Punit Agrawal <punit.agrawal@xxxxxxx> · Tue, 01 Aug 2017 17:04:14 +0100

Punit Agrawal <punit.agrawal@xxxxxxx> writes:

> Hi Jean-Philippe,
>
> I ran into an issue while testing these series on a Seattle based
> system. More below...
>
> Jean-Philippe Brucker <jean-philippe.brucker@xxxxxxx> writes:
>
>> Add virtual MSI-X tables for PCI devices, and create IRQFD routes to let
>> the kernel inject MSIs from a physical device directly into the guest.
>>
>> It would be tempting to create the MSI routes at init time before starting
>> vCPUs, when we can afford to exit gracefully. But some of it must be
>> initialized when the guest requests it.
>>
>> * On the KVM side, MSIs must be enabled after devices allocate their IRQ
>>   lines and irqchips are operational, which can happen until late_init.
>>
>> * On the VFIO side, hardware state of devices may be updated when setting
>>   up MSIs.
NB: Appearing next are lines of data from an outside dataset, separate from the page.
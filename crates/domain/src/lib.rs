//! Normalized domain records.
//!
//! Raw documents arrive with whatever shape the producing apps wrote
//! (provider timestamp wrappers, ratings stored as text, coordinates as
//! objects or delimited strings). The `from_raw` constructors here are
//! total: unknown or malformed fields resolve to documented defaults and
//! a single bad document can never blank a view.

pub mod coerce;
mod customer;
mod order;
mod restaurant;
mod review;
mod rider;

pub use coerce::GeoPoint;
pub use customer::Customer;
pub use order::{LineItem, Order, OrderStatus};
pub use restaurant::{Restaurant, RestaurantStatus};
pub use review::Review;
pub use rider::Rider;

/// Collection names pinned at this boundary.
pub mod collections {
    pub const ORDERS: &str = "orders";
    pub const USERS: &str = "users";
    pub const DRIVERS: &str = "drivers";
    pub const RESTAURANTS: &str = "moms_kitchens";
    pub const REVIEWS: &str = "reviews";
    pub const SETTINGS: &str = "delivery_settings";
}
//! Reconstructing a caller's reserve-currency movement from receipts.
//!
//! The fee goes to the environment, not the ledger, so a wallet's change is
//! the ledger's reserve movement for the caller plus the fee.

use tokenbank_common::Reserve;
use tokenbank_protocol::Receipt;

/// Reserve-currency effect of finalized operations on their caller.
#[derive(Debug, Clone, Copy, Default, PartialEq, Eq)]
pub struct ReserveDelta {
    /// Reserve moved from the caller into the ledger.
    pub paid_in: Reserve,
    /// Reserve moved from the ledger to the caller.
    pub paid_out: Reserve,
    /// Fees charged by the environment.
    pub fee: Reserve,
    /// Part of `paid_in` kept by the ledger without a unit credit.
    pub retained: Reserve,
}

impl ReserveDelta {
    /// Effect of one receipt. `attached` is what the request carried; a
    /// rejected operation moves nothing but the fee.
    pub fn from_receipt(receipt: &Receipt, attached: Reserve) -> Self {
        let paid_in = if receipt.committed {
            attached
        } else {
            Reserve::ZERO
        };

        Self {
            paid_in,
            paid_out: receipt.reserve_paid_out(),
            fee: receipt.fee_consumed,
            retained: receipt.purchase_remainder(),
        }
    }

    /// Net wallet change: `paid_out - paid_in - fee`. `None` outside `i128`.
    pub fn net(&self) -> Option<i128> {
        let out = i128::try_from(self.paid_out.value()).ok()?;
        let inn = i128::try_from(self.paid_in.value()).ok()?;
        let fee = i128::try_from(self.fee.value()).ok()?;
        out.checked_sub(inn)?.checked_sub(fee)
    }

    /// What the caller paid beyond the value of units received: fee plus
    /// truncation remainder.
    pub fn spent_beyond_token_value(&self) -> Option<Reserve> {
        self.fee.checked_add(self.retained)
    }

    /// Expected wallet balance after this delta, from the balance before.
    pub fn apply_to(&self, before: Reserve) -> Option<Reserve> {
        before
            .checked_add(self.paid_out)?
            .checked_sub(self.paid_in)?
            .checked_sub(self.fee)
    }

    /// Sum two deltas.
    pub fn checked_combine(&self, other: &ReserveDelta) -> Option<ReserveDelta> {
        Some(ReserveDelta {
            paid_in: self.paid_in.checked_add(other.paid_in)?,
            paid_out: self.paid_out.checked_add(other.paid_out)?,
            fee: self.fee.checked_add(other.fee)?,
            retained: self.retained.checked_add(other.retained)?,
        })
    }
}

#[cfg(test)]
mod tests {
    use super::*;
    use tokenbank_common::{Address, LedgerError, Units};
    use tokenbank_protocol::{OperationOutcome, OperationRequest};

    fn alice() -> Address {
        Address::from_bytes([0xaa; 20])
    }

    #[test]
    fn test_purchase_delta() {
        let request = OperationRequest::purchase(alice(), Reserve::new(100_111));
        let receipt = Receipt::committed(
            &request,
            Reserve::new(45_000),
            OperationOutcome::Purchased {
                units: Units::new(100),
                remainder: Reserve::new(111),
            },
            Some(1),
        );

        let delta = ReserveDelta::from_receipt(&receipt, request.attached);

        assert_eq!(delta.net(), Some(-(100_111 + 45_000)));
        assert_eq!(delta.spent_beyond_token_value(), Some(Reserve::new(45_111)));
        assert_eq!(
            delta.apply_to(Reserve::new(1_000_000)),
            Some(Reserve::new(1_000_000 - 100_111 - 45_000))
        );
    }

    #[test]
    fn test_withdraw_delta() {
        let request = OperationRequest::withdraw(alice(), Units::new(100));
        let receipt = Receipt::committed(
            &request,
            Reserve::new(35_000),
            OperationOutcome::Withdrawn {
                units: Units::new(100),
                reserve_paid: Reserve::new(100_000),
            },
            Some(4),
        );

        let delta = ReserveDelta::from_receipt(&receipt, request.attached);

        assert_eq!(delta.net(), Some(100_000 - 35_000));
        assert_eq!(delta.spent_beyond_token_value(), Some(Reserve::new(35_000)));
    }

    #[test]
    fn test_rejected_operation_costs_only_fee() {
        let request = OperationRequest::withdraw(alice(), Units::new(1));
        let error = LedgerError::InsufficientBalance {
            account: alice(),
            requested: Units::new(1),
            available: Units::ZERO,
        };
        let receipt = Receipt::rejected(&request, Reserve::new(35_000), &error);

        let delta = ReserveDelta::from_receipt(&receipt, request.attached);
        assert_eq!(delta.net(), Some(-35_000));

        let combined = delta.checked_combine(&delta).unwrap();
        assert_eq!(combined.fee, Reserve::new(70_000));
    }
}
For example, when passing a virtio-pci-legacy device to the
>>   guest:
>>
>>   (1) The device-specific configuration layout (in BAR0) depends on
>>       whether MSIs are enabled or not in the device. If they are enabled,
>>       the device-specific configuration starts at offset 24, otherwise it
>>       starts at offset 20.
>>   (2) Linux guest assumes that MSIs are initially disabled (doesn't
>>       actually check the capability). So it reads the device config at
>>       offset 20.
>>   (3) Had we enabled MSIs early, host would have enabled the MSI-X
>>       capability and device would return the config at offset 24.
>>   (4) The guest would read junk and explode.
>>
>> Therefore we have to create MSI-X routes when the guest requests MSIs, and
>> enable/disable them in VFIO when the guest pokes the MSI-X capability. We
>> have to follow both physical and virtual state of the capability, which
>> makes the state machine a bit complex, but I think it works.
>>
>> Signed-off-by: Jean-Philippe Brucker <jean-philippe.brucker@xxxxxxx>
>> ---
>>  include/kvm/vfio.h |  54 +++++
>>  vfio/pci.c         | 619 ++++++++++++++++++++++++++++++++++++++++++++++++++++-
>>  2 files changed, 664 insertions(+), 9 deletions(-)
>>
>
> [...]
>
>> +static ssize_t vfio_pci_cap_size(struct pci_cap_hdr *cap_hdr)
>> +{
>> +	switch (cap_hdr->type) {
>> +	case PCI_CAP_ID_MSIX:
>> +		return PCI_CAP_MSIX_SIZEOF;
>> +	default:
>> +		pr_err("unknown PCI capability 0x%x", cap_hdr->type);
>> +		return 0;
>> +	}
>> +}
>> +
>> +/*
>> + * Copy capability from physical header into virtual header, and add it to the
>> + * virtual capability list.
>> + *
>> + * @fd_offset: offset of pci header into vfio device fd
>> + * @pos: offset of capability from start of header
>> + */
>> +static int vfio_pci_add_cap(struct vfio_device *vdev, struct pci_cap_hdr *cap_hdr,
>> +			    off_t fd_offset, off_t pos)
>> +{
>> +	int i;
>> +	ssize_t size = vfio_pci_cap_size(cap_hdr);
>> +	struct pci_device_header *hdr = &vdev->pci.hdr;
>> +	struct pci_cap_hdr *out = (void *)hdr + pos;
>> +
>> +	if (pread(vdev->fd, out, size, fd_offset + pos) != size)
>> +		return -errno;
>> +
>> +	out->next = 0;
>> +
>> +	if (!hdr->capabilities) {
>> +		hdr->capabilities = pos;
>> +		hdr->status |= PCI_STATUS_CAP_LIST;
>> +	} else {
>> +		/* Add cap at end of list */
>> +		struct pci_cap_hdr *last;
>> +
>> +		pci_for_each_cap(i, last, hdr)
>> +			;
>> +		last->next = pos;
>
> Setting the next capability is somehow overwriting the vendor id in the
> virtual header. This leads to the device not being probed by the
> appropriate driver.
>
> I did a quick hack to prevent the vendor_id override and was able to
> proceed with probing the device. But there are still some issues with
> setting up the capabilities.
>
> Can you take a look to see what's going wrong?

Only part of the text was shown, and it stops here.